Your baby lost weight in the first few days (as he got rid of the dark-coloured poop called meconium that was previously in his gut). Now he will start gaining. Between 140-250 grams (five and eight ounces) each week is typical. That means he is getting plenty of milk - one worry you can cross off your list! In between weight checks, just watch to be sure he has at least six heavy wet diapers and at least three poopy diapers every 24 hours. See How to Know Your Baby is Getting Enough Milk.
If your baby is not gaining weight as expected after day four, talk to your doctor or midwife. There are things you can do to help your baby get more milk at the breast.
Does your baby cry a lot in the evenings? Many mothers find their babies are extra-fussy in the evening hours. If you can, just relax on the couch or in a rocking chair and let your baby nurse as much as he wants.

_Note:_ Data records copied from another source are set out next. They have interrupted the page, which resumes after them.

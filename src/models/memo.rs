use serde::ser::{SerializeMap, Serializer};
use serde::Serialize;
use serde_json::Value;

use super::enums::{ErrorKind, SectionKind};

/// Placeholder emitted instead of a payload when a section or topic failed.
#[derive(Debug, Clone, PartialEq, Serialize)]
pub struct ErrorMarker {
    pub error: String,
    pub kind: ErrorKind,
    pub details: String,
}

impl ErrorMarker {
    pub fn new(kind: ErrorKind, error: impl Into<String>, details: impl Into<String>) -> Self {
        Self {
            error: error.into(),
            kind,
            details: details.into(),
        }
    }
}

/// Outcome of one section (or one topic within a topical section).
#[derive(Debug, Clone, PartialEq, Serialize)]
#[serde(untagged)]
pub enum SectionResult {
    Generated(Value),
    Failed(ErrorMarker),
    Topics(TopicResults),
}

impl SectionResult {
    pub fn failed(kind: ErrorKind, error: impl Into<String>, details: impl Into<String>) -> Self {
        Self::Failed(ErrorMarker::new(kind, error, details))
    }

    pub fn is_failed(&self) -> bool {
        matches!(self, Self::Failed(_))
    }

    pub fn marker(&self) -> Option<&ErrorMarker> {
        match self {
            Self::Failed(marker) => Some(marker),
            _ => None,
        }
    }

    pub fn value(&self) -> Option<&Value> {
        match self {
            Self::Generated(value) => Some(value),
            _ => None,
        }
    }

    pub fn topics(&self) -> Option<&TopicResults> {
        match self {
            Self::Topics(topics) => Some(topics),
            _ => None,
        }
    }

    /// Error markers in this result, one per failed topic for topical sections.
    pub fn failure_count(&self) -> usize {
        match self {
            Self::Generated(_) => 0,
            Self::Failed(_) => 1,
            Self::Topics(topics) => topics.iter().map(|(_, r)| r.failure_count()).sum(),
        }
    }
}

/// Per-topic results in selection order, serialized as a JSON object.
#[derive(Debug, Clone, Default, PartialEq)]
pub struct TopicResults {
    entries: Vec<(String, SectionResult)>,
}

impl TopicResults {
    pub fn new() -> Self {
        Self::default()
    }

    /// Append an entry. A key that is already present keeps its first result.
    pub fn insert(&mut self, key: impl Into<String>, result: SectionResult) {
        let key = key.into();
        if self.contains(&key) {
            return;
        }
        self.entries.push((key, result));
    }

    pub fn contains(&self, key: &str) -> bool {
        self.entries.iter().any(|(k, _)| k == key)
    }

    pub fn get(&self, key: &str) -> Option<&SectionResult> {
        self.entries.iter().find(|(k, _)| k == key).map(|(_, r)| r)
    }

    pub fn keys(&self) -> impl Iterator<Item = &str> {
        self.entries.iter().map(|(k, _)| k.as_str())
    }

    pub fn iter(&self) -> impl Iterator<Item = (&str, &SectionResult)> {
        self.entries.iter().map(|(k, r)| (k.as_str(), r))
    }

    pub fn len(&self) -> usize {
        self.entries.len()
    }

    pub fn is_empty(&self) -> bool {
        self.entries.is_empty()
    }
}

impl Serialize for TopicResults {
    fn serialize<S: Serializer>(&self, serializer: S) -> Result<S::Ok, S::Error> {
        let mut map = serializer.serialize_map(Some(self.entries.len()))?;
        for (key, result) in &self.entries {
            map.serialize_entry(key, result)?;
        }
        map.end()
    }
}

/// The assembled memo: section title → result, in plan order.
#[derive(Debug, Clone, Default, PartialEq)]
pub struct MemoDocument {
    sections: Vec<(SectionKind, SectionResult)>,
}

impl MemoDocument {
    pub fn new() -> Self {
        Self::default()
    }

    /// Record a section result. Later results for the same section replace
    /// the earlier one without changing its position.
    pub fn insert(&mut self, kind: SectionKind, result: SectionResult) {
        match self.sections.iter_mut().find(|(k, _)| *k == kind) {
            Some(slot) => slot.1 = result,
            None => self.sections.push((kind, result)),
        }
    }

    pub fn get(&self, kind: SectionKind) -> Option<&SectionResult> {
        self.sections.iter().find(|(k, _)| *k == kind).map(|(_, r)| r)
    }

    pub fn contains(&self, kind: SectionKind) -> bool {
        self.get(kind).is_some()
    }

    pub fn kinds(&self) -> impl Iterator<Item = SectionKind> + '_ {
        self.sections.iter().map(|(k, _)| *k)
    }

    pub fn titles(&self) -> impl Iterator<Item = &'static str> + '_ {
        self.sections.iter().map(|(k, _)| k.title())
    }

    /// Error markers across the memo, counting failed topics individually.
    pub fn failed_count(&self) -> usize {
        self.sections.iter().map(|(_, r)| r.failure_count()).sum()
    }

    pub fn len(&self) -> usize {
        self.sections.len()
    }

    pub fn is_empty(&self) -> bool {
        self.sections.is_empty()
    }
}

impl Serialize for MemoDocument {
    fn serialize<S: Serializer>(&self, serializer: S) -> Result<S::Ok, S::Error> {
        let mut map = serializer.serialize_map(Some(self.sections.len()))?;
        for (kind, result) in &self.sections {
            map.serialize_entry(kind.title(), result)?;
        }
        map.end()
    }
}

#[cfg(test)]
mod tests {
    use super::*;
    use serde_json::json;

    #[test]
    fn marker_serializes_with_kind() {
        let result = SectionResult::failed(
            ErrorKind::GenerationFailure,
            "Failed to generate Risk Assessment.",
            "model returned invalid JSON",
        );
        let json = serde_json::to_value(&result).unwrap();
        assert_eq!(
            json,
            json!({
                "error": "Failed to generate Risk Assessment.",
                "kind": "generation_failure",
                "details": "model returned invalid JSON"
            })
        );
    }

    #[test]
    fn generated_value_serializes_verbatim() {
        let value = json!({"standardRate": "25.8%", "strategies": []});
        let json = serde_json::to_value(SectionResult::Generated(value.clone())).unwrap();
        assert_eq!(json, value);
    }

    #[test]
    fn topic_results_keep_selection_order() {
        let mut topics = TopicResults::new();
        topics.insert("vat", SectionResult::Generated(json!({"a": 1})));
        topics.insert("corporate-income-tax", SectionResult::Generated(json!({"b": 2})));
        topics.insert("vat", SectionResult::Generated(json!({"c": 3})));

        assert_eq!(topics.len(), 2);
        assert_eq!(topics.get("vat"), Some(&SectionResult::Generated(json!({"a": 1}))));

        let text = serde_json::to_string(&SectionResult::Topics(topics)).unwrap();
        assert_eq!(text, r#"{"vat":{"a":1},"corporate-income-tax":{"b":2}}"#);
    }

    #[test]
    fn memo_serializes_titles_in_insertion_order() {
        let mut memo = MemoDocument::new();
        memo.insert(SectionKind::RiskAssessment, SectionResult::Generated(json!({})));
        memo.insert(SectionKind::ExecutiveSummary, SectionResult::Generated(json!({})));

        let text = serde_json::to_string(&memo).unwrap();
        assert_eq!(text, r#"{"Risk Assessment":{},"Executive Summary":{}}"#);
    }

    #[test]
    fn reinserting_a_section_replaces_in_place() {
        let mut memo = MemoDocument::new();
        memo.insert(SectionKind::ExecutiveSummary, SectionResult::Generated(json!(1)));
        memo.insert(SectionKind::NextSteps, SectionResult::Generated(json!(2)));
        memo.insert(
            SectionKind::ExecutiveSummary,
            SectionResult::failed(ErrorKind::Timeout, "late", ""),
        );

        assert_eq!(memo.len(), 2);
        assert_eq!(memo.kinds().next(), Some(SectionKind::ExecutiveSummary));
        assert_eq!(memo.failed_count(), 1);
    }

    #[test]
    fn failed_count_includes_topic_markers() {
        let mut tax = TopicResults::new();
        tax.insert(
            "vat",
            SectionResult::failed(ErrorKind::GenerationFailure, "Failed to generate VAT data.", ""),
        );
        tax.insert(
            "corporate-income-tax",
            SectionResult::failed(ErrorKind::RetrievalUnavailable, "Failed", "down"),
        );
        let mut legal = TopicResults::new();
        legal.insert("employment-law", SectionResult::Generated(json!({})));

        let mut memo = MemoDocument::new();
        memo.insert(SectionKind::TaxCompliance, SectionResult::Topics(tax));
        memo.insert(SectionKind::LegalTopics, SectionResult::Topics(legal));
        memo.insert(
            SectionKind::RiskAssessment,
            SectionResult::failed(ErrorKind::Timeout, "late", ""),
        );
        memo.insert(SectionKind::NextSteps, SectionResult::Generated(json!({})));

        assert_eq!(memo.get(SectionKind::TaxCompliance).unwrap().failure_count(), 2);
        assert_eq!(memo.failed_count(), 3);
    }
}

Worried that something you are eating or drinking is bothering your baby? Most babies aren’t bothered by anything their mothers eat or drink, but some are. You could talk to a La Leche League Leader or an International Board Certified Lactation Consultant (IBCLC) about this if you think it is a problem for your baby.
In the first two months
Many babies have “growth spurts” or “frequency days” as they grow. This happens around three weeks and six weeks. You’ll notice that suddenly your usually happy baby will start to cry a lot and want to nurse much more often – sometimes all day long! This is normal. Usually, after two or three days, your baby goes back to his previous pattern of breastfeeding and seems more content. Those days of frequent feedings have boosted your milk supply to meet his needs. See Growth Spurts and Frequent-Feeding Days.
Why Not use Formula?
What else could it be?
Babies cry for many reasons. However, when they are being held, they cry much less. Babies are all different: some are more sensitive and intense than others. One baby might not wake up if a dog barks; while another will wake up crying and keep crying. Crying is the loudest way your baby can communicate. She’s not trying to drive you crazy or manipulate you; she’s trying to let you know “something is wrong!”
How do you know what’s wrong? Sometimes your baby cries because she wants to be close to you, hear your voice, and feel your warmth, just as she did before she was born. Over time, you’ll get to know your baby and understand her unique cries and signals.
Some things to try
- Offer the breast, even if your baby nursed a short time ago. He may just need a little dessert! Even if he is not very hungry, breastfeeding might calm him.
- Hold him close to you. Consider undressing him so that you can be skin to skin. That contact often helps the baby stop crying. See Skin-to-Skin Care for more information.
- Take a walk with him. Babies love to move, and they love the rhythm of an adult walking. Use a wrap or soft baby carrier if you have one, or just carry him as you stroll around your kitchen or around the block. You can also rock in a rocking chair.
- Talk or sing to her. Your baby has been listening to your voice for months before she was born, and she loves the sound of it.
- Take a bath together. If your baby is feeling tense, snuggling with you in warm water might just be the relaxation she needs. A helper can place the baby in your arms once you’re in the water.
- If nothing is working, try offering the breast again. She might be ready to latch on and nurse a bit more now.
A helping hand
Sometimes all you can do for your baby is to be there while he cries. He will be reassured by your touch and closeness, even if he continues to cry. If your baby cries a lot, and you are getting frustrated, ask someone to help you out. Perhaps your partner or a friend or family member can hold or carry the baby while you have a break. See How Partners and Supporters Can Help for more ideas.
Here’s the good news: even babies who cry a lot tend to cry less and less as they reach two or three months of age. Your love and support will help him learn that the world is a caring place and that he can trust you to be there for him.